◆ ACTIVITY
If a line in the records below contains the word "clamped", copy it out.

◆ RECORDS SHOWN

Start of Block

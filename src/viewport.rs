//! Viewport navigation: which document lines are visible.
//!
//! The viewport is a top line plus the terminal height. Every move keeps
//! `0 <= top_line <= bottom`, where `bottom` is the top line that shows the last
//! full screen of the document (`0` when the document fits on one screen).

use std::fmt;

/// A rejected line jump: the requested line cannot be the top of a full screen.
#[derive(Debug, Clone, Copy, PartialEq, Eq)]
pub struct LineOutOfRange {
    pub requested: usize,
    pub line_count: usize,
    pub rows: usize,
}

impl fmt::Display for LineOutOfRange {
    fn fmt(&self, f: &mut fmt::Formatter<'_>) -> fmt::Result {
        write!(
            f,
            "line {} does not start a full screen ({} lines, {} rows)",
            self.requested, self.line_count, self.rows
        )
    }
}

/// Visible window over a document
#[derive(Debug, Clone, PartialEq, Eq)]
pub struct ViewportState {
    /// First visible line (0-based)
    top_line: usize,
    /// Terminal height in rows
    rows: usize,
    /// Terminal width in columns
    cols: usize,
    /// Lines in the document being viewed
    line_count: usize,
}

impl ViewportState {
    /// Create a viewport at the top of a document with `line_count` lines
    pub fn new(line_count: usize, rows: usize, cols: usize) -> Self {
        Self {
            top_line: 0,
            rows,
            cols,
            line_count,
        }
    }

    pub fn top_line(&self) -> usize {
        self.top_line
    }

    pub fn rows(&self) -> usize {
        self.rows
    }

    pub fn cols(&self) -> usize {
        self.cols
    }

    pub fn line_count(&self) -> usize {
        self.line_count
    }

    /// Highest legal top line
    pub fn bottom(&self) -> usize {
        self.line_count.saturating_sub(self.rows)
    }

    /// Update the terminal dimensions, re-clamping the top line if the bottom moved up
    pub fn resize(&mut self, rows: usize, cols: usize) {
        self.rows = rows;
        self.cols = cols;
        self.top_line = self.top_line.min(self.bottom());
    }

    /// Move by `delta` lines, clamped to `[0, bottom]`
    pub fn scroll_by(&mut self, delta: isize) -> usize {
        let target = if delta < 0 {
            self.top_line.saturating_sub(delta.unsigned_abs())
        } else {
            self.top_line.saturating_add(delta as usize)
        };
        self.top_line = target.min(self.bottom());
        self.top_line
    }

    pub fn line_up(&mut self) -> usize {
        self.scroll_by(-1)
    }

    /// Advance one line while the screen does not yet show the last line
    pub fn line_down(&mut self) -> usize {
        if self.top_line + self.rows < self.line_count {
            self.top_line += 1;
        }
        self.top_line
    }

    pub fn to_top(&mut self) -> usize {
        self.top_line = 0;
        self.top_line
    }

    pub fn to_bottom(&mut self) -> usize {
        self.top_line = self.bottom();
        self.top_line
    }

    /// Advance a full screen, or land exactly on the bottom when less than two
    /// screens remain
    pub fn page_down(&mut self) -> usize {
        if self.top_line + 2 * self.rows < self.line_count {
            self.top_line += self.rows;
        } else {
            self.top_line = self.bottom();
        }
        self.top_line
    }

    pub fn page_up(&mut self) -> usize {
        if self.top_line >= self.rows {
            self.top_line -= self.rows;
        } else {
            self.top_line = 0;
        }
        self.top_line
    }

    /// Make `line` the top line if a full screen fits below it.
    ///
    /// Targets inside the last screen are rejected even though paging can reach
    /// them.
    pub fn jump_to_line(&mut self, line: usize) -> Result<usize, LineOutOfRange> {
        match line.checked_add(self.rows) {
            Some(end) if end <= self.line_count => {
                self.top_line = line;
                Ok(self.top_line)
            }
            _ => Err(LineOutOfRange {
                requested: line,
                line_count: self.line_count,
                rows: self.rows,
            }),
        }
    }

    /// Place `line` in the middle of the screen, clamped to `[0, bottom]`
    pub fn center_on(&mut self, line: usize) -> usize {
        self.top_line = line.saturating_sub(self.rows / 2).min(self.bottom());
        self.top_line
    }
}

End of Block

◆ REPLY TO THE EXERCISE
    /// Move by `delta` lines, clamped to `[0, bottom]`
    /// Place `line` in the middle of the screen, clamped to `[0, bottom]`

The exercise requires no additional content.